--- START ---

//! In-memory reservation store.
//!
//! Records are kept per service, sorted by start. A write takes the service's
//! shard lock, checks the exclusion constraint and writes before releasing it,
//! so two overlapping bookings of one service can never both land.

use std::sync::atomic::{AtomicU64, Ordering};

use dashmap::DashMap;

use crate::booking::{CommitError, ReservationStore};
use crate::error::Result;
use crate::interval::{overlaps, TimeInterval};
use crate::lookup::ReservationLookup;
use crate::reservation::{ReservationId, ReservationRecord, ServiceId};

#[derive(Debug)]
pub struct InMemoryReservations {
    by_service: DashMap<ServiceId, Vec<ReservationRecord>>,
    services: DashMap<ReservationId, ServiceId>,
    next_id: AtomicU64,
}

impl Default for InMemoryReservations {
    fn default() -> Self {
        Self::new()
    }
}

impl InMemoryReservations {
    pub fn new() -> Self {
        Self {
            by_service: DashMap::new(),
            services: DashMap::new(),
            next_id: AtomicU64::new(1),
        }
    }

    /// Load existing records, keeping their ids. The exclusion constraint
    /// applies: overlapping records are refused.
    pub fn from_records<I>(records: I) -> std::result::Result<Self, CommitError>
    where
        I: IntoIterator<Item = ReservationRecord>,
    {
        let store = Self::new();
        for record in records {
            store.restore(record)?;
        }
        Ok(store)
    }

    /// Insert a record with a caller-chosen id.
    pub fn restore(&self, record: ReservationRecord) -> std::result::Result<(), CommitError> {
        if !record.interval.is_valid() {
            return Err(CommitError::InvalidInterval);
        }
        let mut records = self.by_service.entry(record.service).or_default();
        if self.services.contains_key(&record.id) {
            return Err(CommitError::DuplicateId(record.id));
        }
        let clashes = clashing_ids(&records, &record.interval, None);
        if !clashes.is_empty() {
            return Err(CommitError::Overlap(clashes));
        }

        self.next_id.fetch_max(record.id.0 + 1, Ordering::Relaxed);
        self.services.insert(record.id, record.service);
        insert_sorted(&mut records, record);
        Ok(())
    }

    /// Every record, ordered by service then start.
    pub fn records(&self) -> Vec<ReservationRecord> {
        let mut all: Vec<ReservationRecord> = self
            .by_service
            .iter()
            .flat_map(|entry| entry.value().clone())
            .collect();
        all.sort_by_key(|r| (r.service, r.interval.start));
        all
    }

    pub fn len(&self) -> usize {
        self.services.len()
    }

    pub fn is_empty(&self) -> bool {
        self.services.is_empty()
    }
}

impl ReservationLookup for InMemoryReservations {
    fn reservations_overlapping(
        &self,
        service: ServiceId,
        window: &TimeInterval,
    ) -> Result<Vec<ReservationRecord>> {
        let Some(records) = self.by_service.get(&service) else {
            return Ok(Vec::new());
        };
        // Everything from `right` on starts at or after the window end.
        let right = records.partition_point(|r| r.interval.start < window.end);
        Ok(records[..right]
            .iter()
            .filter(|r| overlaps(&r.interval, window))
            .cloned()
            .collect())
    }
}

impl ReservationStore for InMemoryReservations {
    fn get(&self, id: ReservationId) -> Option<ReservationRecord> {
        let service = *self.services.get(&id)?;
        let records = self.by_service.get(&service)?;
        let found = records.iter().find(|r| r.id == id).cloned();
        found
    }

    fn insert(
        &self,
        service: ServiceId,
        interval: TimeInterval,
    ) -> std::result::Result<ReservationRecord, CommitError> {
        if !interval.is_valid() {
            return Err(CommitError::InvalidInterval);
        }
        let mut records = self.by_service.entry(service).or_default();
        let clashes = clashing_ids(&records, &interval, None);
        if !clashes.is_empty() {
            return Err(CommitError::Overlap(clashes));
        }

        let id = ReservationId(self.next_id.fetch_add(1, Ordering::Relaxed));
        let record = ReservationRecord {
            id,
            service,
            interval,
        };
        self.services.insert(id, service);
        insert_sorted(&mut records, record.clone());
        Ok(record)
    }

    fn reschedule(
        &self,
        id: ReservationId,
        interval: TimeInterval,
    ) -> std::result::Result<ReservationRecord, CommitError> {
        if !interval.is_valid() {
            return Err(CommitError::InvalidInterval);
        }
        let service = self
            .services
            .get(&id)
            .map(|s| *s)
            .ok_or(CommitError::NotFound(id))?;
        let mut records = self
            .by_service
            .get_mut(&service)
            .ok_or(CommitError::NotFound(id))?;

        let clashes = clashing_ids(&records, &interval, Some(id));
        if !clashes.is_empty() {
            return Err(CommitError::Overlap(clashes));
        }
        let pos = records
            .iter()
            .position(|r| r.id == id)
            .ok_or(CommitError::NotFound(id))?;

        let mut record = records.remove(pos);
        record.interval = interval;
        insert_sorted(&mut records, record.clone());
        Ok(record)
    }

    fn cancel(&self, id: ReservationId) -> std::result::Result<ReservationRecord, CommitError> {
        let service = self
            .services
            .get(&id)
            .map(|s| *s)
            .ok_or(CommitError::NotFound(id))?;
        let mut records = self
            .by_service
            .get_mut(&service)
            .ok_or(CommitError::NotFound(id))?;
        let pos = records
            .iter()
            .position(|r| r.id == id)
            .ok_or(CommitError::NotFound(id))?;

        let record = records.remove(pos);
        self.services.remove(&id);
        Ok(record)
    }
}

fn clashing_ids(
    records: &[ReservationRecord],
    interval: &TimeInterval,
    exclude: Option<ReservationId>,
) -> Vec<ReservationId> {
    records
        .iter()
        .filter(|r| Some(r.id) != exclude && overlaps(&r.interval, interval))
        .map(|r| r.id)
        .collect()
}

/// Insert keeping `records` sorted by start.
fn insert_sorted(records: &mut Vec<ReservationRecord>, record: ReservationRecord) {
    let pos = records
        .binary_search_by_key(&record.interval.start, |r| r.interval.start)
        .unwrap_or_else(|e| e);
    records.insert(pos, record);
}

#[cfg(test)]
mod tests {
    use super::*;
    use chrono::{NaiveDate, NaiveDateTime};

    fn at(h: u32, m: u32) -> NaiveDateTime {
        NaiveDate::from_ymd_opt(2026, 3, 16)
            .unwrap()
            .and_hms_opt(h, m, 0)
            .unwrap()
    }

    fn span(sh: u32, sm: u32, eh: u32, em: u32) -> TimeInterval {
        TimeInterval::new(at(sh, sm), at(eh, em))
    }

    #[test]
    fn records_stay_sorted_by_start() {
        let store = InMemoryReservations::new();
        let s = ServiceId(1);
        store.insert(s, span(14, 0, 15, 0)).unwrap();
        store.insert(s, span(9, 0, 10, 0)).unwrap();
        store.insert(s, span(11, 0, 12, 0)).unwrap();

        let starts: Vec<_> = store.records().iter().map(|r| r.interval.start).collect();
        assert_eq!(starts, vec![at(9, 0), at(11, 0), at(14, 0)]);
    }

    #[test]
    fn insert_enforces_exclusion_per_service() {
        let store = InMemoryReservations::new();
        let first = store.insert(ServiceId(1), span(10, 0, 11, 0)).unwrap();

        assert_eq!(
            store.insert(ServiceId(1), span(10, 30, 11, 30)),
            Err(CommitError::Overlap(vec![first.id]))
        );
        // Adjacent is fine, and another service is independent.
        assert!(store.insert(ServiceId(1), span(11, 0, 12, 0)).is_ok());
        assert!(store.insert(ServiceId(2), span(10, 0, 11, 0)).is_ok());
    }

    #[test]
    fn reschedule_ignores_own_interval() {
        let store = InMemoryReservations::new();
        let r = store.insert(ServiceId(1), span(10, 0, 11, 0)).unwrap();
        let moved = store.reschedule(r.id, span(10, 30, 11, 30)).unwrap();
        assert_eq!(moved.interval, span(10, 30, 11, 30));
        assert_eq!(store.get(r.id), Some(moved));
    }

    #[test]
    fn cancel_removes_record() {
        let store = InMemoryReservations::new();
        let r = store.insert(ServiceId(1), span(10, 0, 11, 0)).unwrap();
        assert_eq!(store.len(), 1);
        store.cancel(r.id).unwrap();
        assert!(store.is_empty());
        assert_eq!(store.cancel(r.id), Err(CommitError::NotFound(r.id)));
    }

    #[test]
    fn restore_keeps_ids_and_advances_counter() {
        let store = InMemoryReservations::from_records(vec![ReservationRecord {
            id: ReservationId(41),
            service: ServiceId(1),
            interval: span(9, 0, 10, 0),
        }])
        .unwrap();
        let next = store.insert(ServiceId(1), span(10, 0, 11, 0)).unwrap();
        assert_eq!(next.id, ReservationId(42));
    }

    #[test]
    fn lookup_skips_non_overlapping() {
        let store = InMemoryReservations::new();
        let s = ServiceId(1);
        store.insert(s, span(8, 0, 9, 0)).unwrap();
        let hit = store.insert(s, span(9, 30, 10, 30)).unwrap();
        store.insert(s, span(12, 0, 13, 0)).unwrap();

        let found = store
            .reservations_overlapping(s, &span(10, 0, 12, 0))
            .unwrap();
        assert_eq!(found, vec![hit]);
    }
}
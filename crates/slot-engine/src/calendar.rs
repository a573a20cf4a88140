//! Operating calendar: opening hours, slot granularity, open weekdays.
//!
//! [`CalendarConfig`] is the plain, deserializable form (what a config file
//! holds). [`OperatingCalendar`] is the validated, immutable value threaded into
//! every other component. Converting one into the other checks the invariants:
//!
//! - `opening_hour < closing_hour <= 24`
//! - `slot_minutes` divides 60 and divides the opening span evenly
//! - `max_duration_minutes` is a positive multiple of `slot_minutes`
//! - open weekdays are non-empty and numbered Monday=1..Sunday=7

use std::collections::BTreeSet;

use chrono::{Datelike, Duration, NaiveDate, NaiveDateTime, NaiveTime, Timelike, Weekday};
use serde::{Deserialize, Serialize};

use crate::error::{Result, SchedulingError};
use crate::interval::TimeInterval;

/// Raw calendar settings. Missing fields fall back to the defaults of the
/// original service: 08:00–19:00, 30-minute slots, Monday to Saturday, 4 hours max.
#[derive(Debug, Clone, PartialEq, Eq, Serialize, Deserialize)]
#[serde(default)]
pub struct CalendarConfig {
    pub opening_hour: u32,
    pub closing_hour: u32,
    pub slot_minutes: u32,
    /// ISO weekday numbers, Monday=1..Sunday=7.
    pub open_weekdays: Vec<u32>,
    pub max_duration_minutes: u32,
}

impl Default for CalendarConfig {
    fn default() -> Self {
        Self {
            opening_hour: 8,
            closing_hour: 19,
            slot_minutes: 30,
            open_weekdays: vec![1, 2, 3, 4, 5, 6],
            max_duration_minutes: 240,
        }
    }
}

/// Validated operating calendar. Cheap to clone, never mutated.
#[derive(Debug, Clone, PartialEq, Eq)]
pub struct OperatingCalendar {
    opening_hour: u32,
    closing_hour: u32,
    slot_minutes: u32,
    open_weekdays: BTreeSet<u32>,
    max_duration_minutes: u32,
}

impl TryFrom<CalendarConfig> for OperatingCalendar {
    type Error = SchedulingError;

    fn try_from(config: CalendarConfig) -> Result<Self> {
        let invalid = |msg: String| Err(SchedulingError::InvalidCalendar(msg));

        if config.opening_hour >= config.closing_hour {
            return invalid(format!(
                "opening hour {} must be before closing hour {}",
                config.opening_hour, config.closing_hour
            ));
        }
        if config.closing_hour > 24 {
            return invalid(format!("closing hour {} is past midnight", config.closing_hour));
        }
        if config.slot_minutes == 0 || 60 % config.slot_minutes != 0 {
            return invalid(format!(
                "slot length of {} minutes does not divide an hour",
                config.slot_minutes
            ));
        }
        let open_minutes = (config.closing_hour - config.opening_hour) * 60;
        if open_minutes % config.slot_minutes != 0 {
            return invalid(format!(
                "slot length of {} minutes does not divide the {} opening minutes",
                config.slot_minutes, open_minutes
            ));
        }
        if config.max_duration_minutes == 0 || config.max_duration_minutes % config.slot_minutes != 0
        {
            return invalid(format!(
                "maximum duration of {} minutes is not a positive multiple of {}",
                config.max_duration_minutes, config.slot_minutes
            ));
        }
        if config.open_weekdays.is_empty() {
            return invalid("no open weekday configured".to_string());
        }
        if let Some(day) = config.open_weekdays.iter().find(|d| !(1..=7).contains(*d)) {
            return invalid(format!("weekday {} is outside 1..=7", day));
        }

        Ok(Self {
            opening_hour: config.opening_hour,
            closing_hour: config.closing_hour,
            slot_minutes: config.slot_minutes,
            open_weekdays: config.open_weekdays.into_iter().collect(),
            max_duration_minutes: config.max_duration_minutes,
        })
    }
}

impl Default for OperatingCalendar {
    fn default() -> Self {
        let config = CalendarConfig::default();
        Self {
            opening_hour: config.opening_hour,
            closing_hour: config.closing_hour,
            slot_minutes: config.slot_minutes,
            open_weekdays: config.open_weekdays.into_iter().collect(),
            max_duration_minutes: config.max_duration_minutes,
        }
    }
}

impl OperatingCalendar {
    pub fn opening_hour(&self) -> u32 {
        self.opening_hour
    }

    pub fn closing_hour(&self) -> u32 {
        self.closing_hour
    }

    pub fn slot_minutes(&self) -> u32 {
        self.slot_minutes
    }

    pub fn max_duration_minutes(&self) -> u32 {
        self.max_duration_minutes
    }

    pub fn slot_duration(&self) -> Duration {
        Duration::minutes(i64::from(self.slot_minutes))
    }

    /// Open weekdays in Monday-first order.
    pub fn open_weekdays(&self) -> Vec<Weekday> {
        self.open_weekdays.iter().filter_map(|&n| weekday_from_number(n)).collect()
    }

    /// `date` at the opening hour.
    pub fn opening_time(&self, date: NaiveDate) -> NaiveDateTime {
        at_hour(date, self.opening_hour)
    }

    /// `date` at the closing hour (may be midnight of the next day when closing at 24).
    pub fn closing_time(&self, date: NaiveDate) -> NaiveDateTime {
        at_hour(date, self.closing_hour)
    }

    pub fn is_open_day(&self, date: NaiveDate) -> bool {
        self.open_weekdays
            .contains(&date.weekday().number_from_monday())
    }

    /// Start at or after opening, end at or before closing, both measured on
    /// the start's calendar day. A start exactly at closing is rejected.
    pub fn is_within_hours(&self, interval: &TimeInterval) -> bool {
        let day = interval.start.date();
        interval.start >= self.opening_time(day)
            && interval.start < self.closing_time(day)
            && interval.end <= self.closing_time(day)
    }

    /// Minute-of-hour is a multiple of the slot length.
    pub fn is_slot_aligned(&self, time: NaiveDateTime) -> bool {
        time.minute() % self.slot_minutes == 0
    }
}

fn at_hour(date: NaiveDate, hour: u32) -> NaiveDateTime {
    date.and_time(NaiveTime::MIN) + Duration::hours(i64::from(hour))
}

fn weekday_from_number(n: u32) -> Option<Weekday> {
    match n {
        1 => Some(Weekday::Mon),
        2 => Some(Weekday::Tue),
        3 => Some(Weekday::Wed),
        4 => Some(Weekday::Thu),
        5 => Some(Weekday::Fri),
        6 => Some(Weekday::Sat),
        7 => Some(Weekday::Sun),
        _ => None,
    }
}

/// French day name, as shown to users of the booking site.
pub fn weekday_name(day: Weekday) -> &'static str {
    match day {
        Weekday::Mon => "lundi",
        Weekday::Tue => "mardi",
        Weekday::Wed => "mercredi",
        Weekday::Thu => "jeudi",
        Weekday::Fri => "vendredi",
        Weekday::Sat => "samedi",
        Weekday::Sun => "dimanche",
    }
}

/// "du lundi au samedi" for a contiguous run, "les lundi, mercredi" otherwise.
pub(crate) fn describe_open_days(days: &[Weekday]) -> String {
    match days {
        [] => String::new(),
        [only] => format!("le {}", weekday_name(*only)),
        [first, .., last] => {
            let contiguous = days
                .windows(2)
                .all(|w| w[1].number_from_monday() == w[0].number_from_monday() + 1);
            if contiguous {
                format!("du {} au {}", weekday_name(*first), weekday_name(*last))
            } else {
                let names: Vec<&str> = days.iter().map(|d| weekday_name(*d)).collect();
                format!("les {}", names.join(", "))
            }
        }
    }
}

--- END ---

» GOAL OF THE EXERCISE
Return, from the material above, every line with the word "contiguous".

» RESPONSE AREA
/// "du lundi au samedi" for a contiguous run, "les lundi, mercredi" otherwise.
            let contiguous = days
            if contiguous {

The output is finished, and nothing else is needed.